● **Data shown**
use std::path::{Path, PathBuf};

use crate::error::{Result, TextGuardError};

use super::Config;
use super::filesystem::{FileSystem, RealFileSystem};
use super::validation::validate_config;

pub const LOCAL_CONFIG_NAME: &str = ".text-guard.toml";
const USER_CONFIG_NAME: &str = "config.toml";

/// A loaded configuration and the file it came from, if any.
#[derive(Debug, Clone, PartialEq, Eq)]
pub struct LoadResult {
    pub config: Config,
    pub source: Option<PathBuf>,
}

impl LoadResult {
    #[must_use]
    pub fn builtin() -> Self {
        Self {
            config: Config::default(),
            source: None,
        }
    }
}

pub trait ConfigLoader {
    /// Load configuration from the default locations.
    ///
    /// # Errors
    /// Returns an error if a discovered config file cannot be read, parsed or
    /// validated.
    fn load(&self) -> Result<LoadResult>;

    /// Load configuration from a specific path.
    ///
    /// # Errors
    /// Returns an error if the file cannot be read, parsed or validated.
    fn load_from_path(&self, path: &Path) -> Result<LoadResult>;
}

/// Loads configuration from the filesystem.
///
/// Search order:
/// 1. `.text-guard.toml` in the current directory
/// 2. `config.toml` in the platform user config directory
/// 3. `Config::default()` if neither exists
#[derive(Debug, Default)]
pub struct FileConfigLoader<F: FileSystem = RealFileSystem> {
    fs: F,
}

impl FileConfigLoader<RealFileSystem> {
    #[must_use]
    pub const fn new() -> Self {
        Self { fs: RealFileSystem }
    }
}

impl<F: FileSystem> FileConfigLoader<F> {
    #[must_use]
    pub const fn with_fs(fs: F) -> Self {
        Self { fs }
    }

    fn local_config_path(&self) -> Option<PathBuf> {
        self.fs
            .current_dir()
            .ok()
            .map(|dir| dir.join(LOCAL_CONFIG_NAME))
    }

    fn user_config_path(&self) -> Option<PathBuf> {
        self.fs.config_dir().map(|dir| dir.join(USER_CONFIG_NAME))
    }

    /// Parse and validate configuration text.
    ///
    /// # Errors
    /// Returns an error if the TOML is malformed or the configuration is invalid.
    pub fn parse_config(content: &str) -> Result<Config> {
        let config: Config = toml::from_str(content)?;
        validate_config(&config)?;
        Ok(config)
    }
}

impl<F: FileSystem> ConfigLoader for FileConfigLoader<F> {
    fn load(&self) -> Result<LoadResult> {
        if let Some(local_path) = self.local_config_path()
            && self.fs.exists(&local_path)
        {
            return self.load_from_path(&local_path);
        }

        if let Some(user_path) = self.user_config_path()
            && self.fs.exists(&user_path)
        {
            return self.load_from_path(&user_path);
        }

        log::debug!("No configuration file found, using built-in defaults");
        Ok(LoadResult::builtin())
    }

    fn load_from_path(&self, path: &Path) -> Result<LoadResult> {
        let content = self
            .fs
            .read_to_string(path)
            .map_err(|source| TextGuardError::file_read(path, source))?;
        let config = Self::parse_config(&content).map_err(|e| match e {
            TextGuardError::TomlParse(parse) => {
                TextGuardError::Config(format!("{}: {parse}", path.display()))
            }
            other => other,
        })?;

        log::info!(
            "Loaded configuration from {} ({} rules)",
            path.display(),
            config.rules.len()
        );
        Ok(LoadResult {
            config,
            source: Some(path.to_path_buf()),
        })
    }
}

#[cfg(test)]
#[path = "loader_tests/mod.rs"]
mod tests;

● **What is needed**
Please set down each of the entries above exactly as given.

● **Answer to this exercise**
use std::path::{Path, PathBuf};

use crate::error::{Result, TextGuardError};

use super::Config;
use super::filesystem::{FileSystem, RealFileSystem};
use super::validation::validate_config;

pub const LOCAL_CONFIG_NAME: &str = ".text-guard.toml";
const USER_CONFIG_NAME: &str = "config.toml";

/// A loaded configuration and the file it came from, if any.
#[derive(Debug, Clone, PartialEq, Eq)]
pub struct LoadResult {
    pub config: Config,
    pub source: Option<PathBuf>,
}

impl LoadResult {
    #[must_use]
    pub fn builtin() -> Self {
        Self {
            config: Config::default(),
            source: None,
        }
    }
}

pub trait ConfigLoader {
    /// Load configuration from the default locations.
    ///
    /// # Errors
    /// Returns an error if a discovered config file cannot be read, parsed or
    /// validated.
    fn load(&self) -> Result<LoadResult>;

    /// Load configuration from a specific path.
    ///
    /// # Errors
    /// Returns an error if the file cannot be read, parsed or validated.
    fn load_from_path(&self, path: &Path) -> Result<LoadResult>;
}

/// Loads configuration from the filesystem.
///
/// Search order:
/// 1. `.text-guard.toml` in the current directory
/// 2. `config.toml` in the platform user config directory
/// 3. `Config::default()` if neither exists
#[derive(Debug, Default)]
pub struct FileConfigLoader<F: FileSystem = RealFileSystem> {
    fs: F,
}

impl FileConfigLoader<RealFileSystem> {
    #[must_use]
    pub const fn new() -> Self {
        Self { fs: RealFileSystem }
    }
}

impl<F: FileSystem> FileConfigLoader<F> {
    #[must_use]
    pub const fn with_fs(fs: F) -> Self {
        Self { fs }
    }

    fn local_config_path(&self) -> Option<PathBuf> {
        self.fs
            .current_dir()
            .ok()
            .map(|dir| dir.join(LOCAL_CONFIG_NAME))
    }

    fn user_config_path(&self) -> Option<PathBuf> {
        self.fs.config_dir().map(|dir| dir.join(USER_CONFIG_NAME))
    }

    /// Parse and validate configuration text.
    ///
    /// # Errors
    /// Returns an error if the TOML is malformed or the configuration is invalid.
    pub fn parse_config(content: &str) -> Result<Config> {
        let config: Config = toml::from_str(content)?;
        validate_config(&config)?;
        Ok(config)
    }
}

impl<F: FileSystem> ConfigLoader for FileConfigLoader<F> {
    fn load(&self) -> Result<LoadResult> {
        if let Some(local_path) = self.local_config_path()
            && self.fs.exists(&local_path)
        {
            return self.load_from_path(&local_path);
        }

        if let Some(user_path) = self.user_config_path()
            && self.fs.exists(&user_path)
        {
            return self.load_from_path(&user_path);
        }

        log::debug!("No configuration file found, using built-in defaults");
        Ok(LoadResult::builtin())
    }

    fn load_from_path(&self, path: &Path) -> Result<LoadResult> {
        let content = self
            .fs
            .read_to_string(path)
            .map_err(|source| TextGuardError::file_read(path, source))?;
        let config = Self::parse_config(&content).map_err(|e| match e {
            TextGuardError::TomlParse(parse) => {
                TextGuardError::Config(format!("{}: {parse}", path.display()))
            }
            other => other,
        })?;

        log::info!(
            "Loaded configuration from {} ({} rules)",
            path.display(),
            config.rules.len()
        );
        Ok(LoadResult {
            config,
            source: Some(path.to_path_buf()),
        })
    }
}

#[cfg(test)]
#[path = "loader_tests/mod.rs"]
mod tests;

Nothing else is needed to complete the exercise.